Mas havia muito mais do que isso. Não somente exis­tiam alguns verdadeiros crentes em cujas vidas se viam muitas irregularidades, e que procuravam, pelas suas pa­lavras, atrair discípulos a si, como também havia outros que não eram de modo algum cristãos, mas que entraram despercebidamente entre os irmãos, semeando ali a discór­dia.

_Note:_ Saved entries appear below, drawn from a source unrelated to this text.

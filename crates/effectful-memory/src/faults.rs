// Fault injection
//
// Every memory collaborator consults its `Faults` before doing any work, so
// tests can make a single operation fail once or keep failing.

use std::collections::{HashMap, VecDeque};

use parking_lot::Mutex;
use tracing::debug;

use effectful_error::{BackendError, BackendResult};

/// Matches every operation of a collaborator
pub const ANY: &str = "*";

#[derive(Debug, Default)]
struct Plan {
    next: VecDeque<BackendError>,
    always: Option<BackendError>,
}

/// Scheduled failures, keyed by operation name
#[derive(Debug, Default)]
pub struct Faults {
    plans: Mutex<HashMap<String, Plan>>,
}

impl Faults {
    pub fn new() -> Self {
        Self::default()
    }

    /// Fail the next call to `operation` with `error`.
    ///
    /// Queued one-shot failures fire in the order they were added, before
    /// any standing failure.
    pub fn fail_next(&self, operation: &str, error: BackendError) {
        self.plans
            .lock()
            .entry(operation.to_string())
            .or_default()
            .next
            .push_back(error);
    }

    /// Fail every call to `operation` with `error` until cleared
    pub fn fail_always(&self, operation: &str, error: BackendError) {
        self.plans
            .lock()
            .entry(operation.to_string())
            .or_default()
            .always = Some(error);
    }

    /// Drop every scheduled failure
    pub fn clear(&self) {
        self.plans.lock().clear();
    }

    /// Consume the failure scheduled for `operation`, if any.
    ///
    /// Plans for the operation itself take precedence over plans for [`ANY`].
    pub fn check(&self, operation: &str) -> BackendResult<()> {
        let mut plans = self.plans.lock();
        for name in [operation, ANY] {
            if let Some(plan) = plans.get_mut(name) {
                if let Some(error) = plan.next.pop_front().or_else(|| plan.always.clone()) {
                    debug!(operation, %error, "injecting fault");
                    return Err(error);
                }
            }
        }
        Ok(())
    }
}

Isto descreve o estado de coisas a que se referem os primeiros versículos do capítulo dois de Apocalipse, na carta escrita ao anjo da igreja em Éfeso.

TEMPOS DE PERSEGUIÇÃO

Porém estava para chegar um tempo de perseguição para a Igreja, e isso foi permitido pelo Senhor, na sua gra­ça, a fim de que se pudessem distinguir os fiéis.

Esta perseguição, instigada pelo imperador romano Nero, foi a primeira das dez perseguições gerais que conti­nuaram, quase sem interrupção, durante três séculos.

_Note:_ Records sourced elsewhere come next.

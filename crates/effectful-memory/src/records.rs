// In-memory record store

use std::collections::{BTreeMap, HashMap};

use async_trait::async_trait;
use parking_lot::Mutex;

use effectful_core::effect::{Document, Entry, Lookup, Write};
use effectful_core::interpreter::RecordStore;
use effectful_error::BackendResult;

use crate::faults::Faults;

#[derive(Debug, Clone)]
struct Versioned {
    value: Document,
    version: u64,
}

/// Versioned records held in memory, one ordered map per table.
///
/// Versions start at 1 and increase by one on every write to the key.
#[derive(Debug, Default)]
pub struct MemoryRecordStore {
    tables: Mutex<HashMap<String, BTreeMap<String, Versioned>>>,
    faults: Faults,
}

impl MemoryRecordStore {
    pub fn new() -> Self {
        Self::default()
    }

    /// Failure injection for `get`, `put`, `delete` and `query`
    pub fn faults(&self) -> &Faults {
        &self.faults
    }

    /// Number of records in `table`
    pub fn len(&self, table: &str) -> usize {
        self.tables.lock().get(table).map_or(0, BTreeMap::len)
    }

    pub fn is_empty(&self, table: &str) -> bool {
        self.len(table) == 0
    }
}

#[async_trait]
impl RecordStore for MemoryRecordStore {
    async fn get(&self, table: &str, key: &str) -> BackendResult<Lookup> {
        self.faults.check("get")?;
        let tables = self.tables.lock();
        let lookup = match tables.get(table).and_then(|records| records.get(key)) {
            Some(record) => Lookup::Found(record.value.clone()),
            None => Lookup::NotFound,
        };
        Ok(lookup)
    }

    async fn put(
        &self,
        table: &str,
        key: &str,
        value: Document,
        expected_version: Option<u64>,
    ) -> BackendResult<Write> {
        self.faults.check("put")?;
        let mut tables = self.tables.lock();
        let records = tables.entry(table.to_string()).or_default();
        let current = records.get(key).map(|record| record.version);

        if let Some(expected) = expected_version {
            if current.unwrap_or(0) != expected {
                return Ok(Write::Conflict { current });
            }
        }

        let version = current.unwrap_or(0) + 1;
        records.insert(key.to_string(), Versioned { value, version });
        Ok(Write::Written { version })
    }

    async fn delete(&self, table: &str, key: &str) -> BackendResult<bool> {
        self.faults.check("delete")?;
        let mut tables = self.tables.lock();
        let removed = tables
            .get_mut(table)
            .map_or(false, |records| records.remove(key).is_some());
        Ok(removed)
    }

    async fn query(
        &self,
        table: &str,
        prefix: &str,
        limit: Option<usize>,
    ) -> BackendResult<Vec<Entry>> {
        self.faults.check("query")?;
        let tables = self.tables.lock();
        let Some(records) = tables.get(table) else {
            return Ok(Vec::new());
        };
        let entries = records
            .range(prefix.to_string()..)
            .take_while(|(key, _)| key.starts_with(prefix))
            .take(limit.unwrap_or(usize::MAX))
            .map(|(key, record)| Entry {
                key: key.clone(),
                value: record.value.clone(),
                version: record.version,
            })
            .collect();
        Ok(entries)
    }
}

“Por que razão permite Deus que o seu povo amado so­fra assim?” Muitas vezes se tem feito esta pergunta, e a resposta é simples: é porque Ele ama esse povo. Podia ha­ver, e sem dúvida há, outras razões, porém a principal é esta – Ele o ama. “Porque o Senhor corrige o que ama ‘ e se o coração se desviar, tornar-se-á necessária a disciplina.

Com que facilidade o mal se liga, mesmo ao melhor dos homens! Mas, na fornalha da aflição, a escória separa-se do metal precioso, sendo aquela consumida. Ainda mais, quando suportamos a correção de Deus, Ele nos trata como filhos; e se sofremos com paciência, cada provocação pela qual Ele nos faz passar dará em resultado mais uma bên­ção para a nossa alma. Tal experiência não nos é agradá­vel, nem seria uma provocação se o fosse, porém, à noite de tristeza sucede a manhã de alegria, e dizemos com o salmista Davi: “Foi bom para mim, ter sofrido aflição”.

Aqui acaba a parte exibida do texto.